If you have had a straightforward delivery and you feel up to it you can start doing pelvic floor exercises also known as Kegel exercises, within the first 24 hours. This will go a long way in helping to restore the strength in your pelvic floor which has been weakened by the pregnancy, preventing lower back pain, urinary incontinence and building a stronger core. The pelvic floor supports the bladder, uterus and bowel.
Kegel exercises can be done anywhere e.g. lying down, sitting, standing or driving.
To start with breath in relax your stomach and fill your lungs with air, then breath out whilst sucking your spine into your abs. Do this about 5 times.

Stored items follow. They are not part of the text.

//! Error types for the rate limiter.
//!
//! `ThrottleError` is the only error type that crosses the public API
//! boundary (`Limiter::submit`, `submit_with`, `stop`). Backend medium
//! failures (a Redis connection drop, a protocol error) are wrapped in
//! [`ThrottleError::Backend`] rather than leaking the underlying crate's
//! error type, so callers can match on the four variants without knowing
//! which backend is in use.

use thiserror::Error;

/// Errors returned by the rate limiter's public API.
#[derive(Debug, Error)]
pub enum ThrottleError {
    /// A backend was configured but no limiter id was given.
    ///
    /// An id is required whenever a shared backend is in play, since it is
    /// the namespace under which that backend's state is recorded.
    #[error("limiter id is required when a backend is configured")]
    MissingId,

    /// `submit_with` was called with a non-positive weight.
    #[error("invalid weight {weight}: weight must be a positive integer")]
    InvalidWeight {
        /// The rejected weight value, preserved for diagnostics.
        weight: i64,
    },

    /// The limiter has been stopped, or the backend has been disconnected.
    ///
    /// Returned by `submit`/`submit_with` on a stopped limiter, by queued
    /// jobs drained at `stop()`, and by any backend call made after
    /// `disconnect()`.
    #[error("store is closed")]
    StoreClosed,

    /// The underlying state backend failed (network I/O, protocol error).
    ///
    /// The affected job is never executed and is not re-enqueued; the
    /// error is returned to the submitter verbatim (wrapped here).
    #[error("backend error: {0}")]
    Backend(#[from] anyhow::Error),
}

#[cfg(test)]
mod tests {
    use super::*;

    #[test]
    fn invalid_weight_display_includes_value() {
        let err = ThrottleError::InvalidWeight { weight: -3 };
        assert!(err.to_string().contains("-3"));
    }

    #[test]
    fn backend_error_wraps_source() {
        let err = ThrottleError::Backend(anyhow::anyhow!("connection reset"));
        assert!(err.to_string().contains("connection reset"));
    }

    #[test]
    fn store_closed_display() {
        assert_eq!(ThrottleError::StoreClosed.to_string(), "store is closed");
    }
}
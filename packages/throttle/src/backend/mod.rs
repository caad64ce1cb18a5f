//! The state backend contract.
//!
//! A [`StateBackend`] decides admission under two simultaneous constraints
//! (`max_concurrent`, `min_time`) and accounts for completions. Two
//! implementations ship with this crate: [`LocalBackend`] for single-process
//! use, and [`RedisBackend`] for coordinating a limit across processes that
//! share a limiter id.
//!
//! # Atomicity
//!
//! Concurrent `request` calls against the same id MUST NOT grant admissions
//! whose combined weight exceeds `max_concurrent`, nor violate `min_time`
//! spacing. `LocalBackend` gets this from a single process-wide lock;
//! `RedisBackend` gets it from Redis's single-threaded command execution
//! combined with a server-side script.

mod local_backend;
mod redis_backend;

pub use local_backend::LocalBackend;
pub use redis_backend::RedisBackend;

use std::time::Duration;

use crate::error::ThrottleError;

/// The outcome of a [`StateBackend::request`] call.
#[derive(Debug, Clone, Copy, PartialEq, Eq)]
pub enum Admission {
    /// The request was granted; the caller may start the work now.
    Granted,
    /// The request was denied. `wait` is the backend's best estimate of how
    /// long the caller should wait before trying again; `Duration::ZERO`
    /// means "try again on the next tick" (this collapses the wire
    /// contract's `wait_ms = -1` concurrency-denial sentinel and
    /// `wait_ms = 0` into the same no-sleep behavior).
    Denied {
        /// Suggested minimum wait before the next `request`.
        wait: Duration,
    },
}

impl Admission {
    /// Returns `true` if this admission was granted.
    pub fn is_granted(&self) -> bool {
        matches!(self, Admission::Granted)
    }
}

/// A pluggable state store that decides admission and tracks completions
/// for one or more limiter ids.
///
/// Implementations must be safe to share across an arbitrary number of
/// concurrent callers (the dispatcher for every `Limiter` pointed at the
/// same backend, potentially across processes for a shared backend).
#[async_trait::async_trait]
pub trait StateBackend: Send + Sync + 'static {
    /// Atomically evaluate admission for `weight` units under `id`.
    ///
    /// - If `max_concurrent > 0` and granting `weight` would exceed it,
    ///   returns `Denied`.
    /// - Else if `min_time` has not elapsed since the last grant, returns
    ///   `Denied` with the remaining wait.
    /// - Else records the grant (`running += weight`, `last_start = now`)
    ///   and returns `Granted`.
    async fn request(
        &self,
        id: &str,
        weight: u32,
        max_concurrent: u32,
        min_time: Duration,
    ) -> Result<Admission, ThrottleError>;

    /// Release `weight` units previously granted under `id`.
    ///
    /// Clamps at zero and is a no-op if `id` has no recorded state (a job
    /// that finishes after the backend has forgotten its id, e.g. via TTL
    /// expiry, must not panic or error here).
    async fn register_done(&self, id: &str, weight: u32) -> Result<(), ThrottleError>;

    /// Release backend resources. Subsequent `request`/`register_done`
    /// calls MUST fail with [`ThrottleError::StoreClosed`].
    async fn disconnect(&self) -> Result<(), ThrottleError>;
}
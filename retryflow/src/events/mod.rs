//! Retry lifecycle events.
//!
//! The retry executor reports attempt failures and terminal outcomes to an
//! [`EventSink`]. Payloads are JSON objects stamped with a UTC timestamp.

mod sink;

#[cfg(test)]
pub use sink::MockEventSink;
pub use sink::{CollectingEventSink, EventSink, LoggingEventSink, NoOpEventSink};

use chrono::Utc;

/// Emitted after a failed attempt that will be retried.
pub const ATTEMPT_FAILED: &str = "retry.attempt_failed";
/// Emitted when an attempt fulfills.
pub const SUCCEEDED: &str = "retry.succeeded";
/// Emitted when the retry budget is used up.
pub const EXHAUSTED: &str = "retry.exhausted";
/// Emitted when the cycle timeout expires first.
pub const TIMED_OUT: &str = "retry.timed_out";

/// Returns the current UTC time as an ISO 8601 string.
#[must_use]
pub fn iso_timestamp() -> String {
    Utc::now().format("%Y-%m-%dT%H:%M:%S%.6f+00:00").to_string()
}

/// Adds a `timestamp` field to an event payload object.
#[must_use]
pub fn stamped(mut data: serde_json::Value) -> serde_json::Value {
    if let Some(map) = data.as_object_mut() {
        map.insert("timestamp".to_string(), serde_json::Value::String(iso_timestamp()));
    }
    data
}

#[cfg(test)]
mod tests {
    use super::*;

    #[test]
    fn test_stamped_adds_timestamp() {
        let data = stamped(serde_json::json!({"attempt": 1}));
        assert_eq!(data["attempt"], 1);
        assert!(data["timestamp"].as_str().is_some_and(|t| t.ends_with("+00:00")));
    }

    #[test]
    fn test_stamped_leaves_non_objects() {
        assert_eq!(stamped(serde_json::json!(3)), serde_json::json!(3));
    }
}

Then imagine you are trying to stop yourself from peeing squeeze/lift and then release. Do not do this with a full bladder as you will weaken the muscles or whilst actually peeing as you run the risk of infection. Repeat again but this time try and differentiate between the front (urethra) and the back (anus) muscles and whilst squeezing/lifting, hold for a few seconds before releasing.
Once you’ve been able to differentiate from the front and back muscles, you may then be able to squeeze/lift the muscles surrounding the middle (vagina).
Now it’s time to start your kegels.
Try 10 quick squeezes/lifts, contracting and releasing the muscle quickly. Do 2 sets, with a rest in between sets.
Then try 10 slow squeezes/lifts, hold for 5 seconds then release the muscle. Do 2 sets, with a rest in between sets. Build up to holding for 10 seconds.
Try to exercise your pelvic floor muscles as many times as possible in a day.
Things to remember:
Try and isolate the pelvic floor muscles, don’t contract your abdomen, bottom or your inner thigh muscles.
Don’t hold your breath, breathe normally.
When you release the muscle don’t push down, just let go.
As you contract your pelvic floor muscles also pull your abs into your spine to work your abdominals.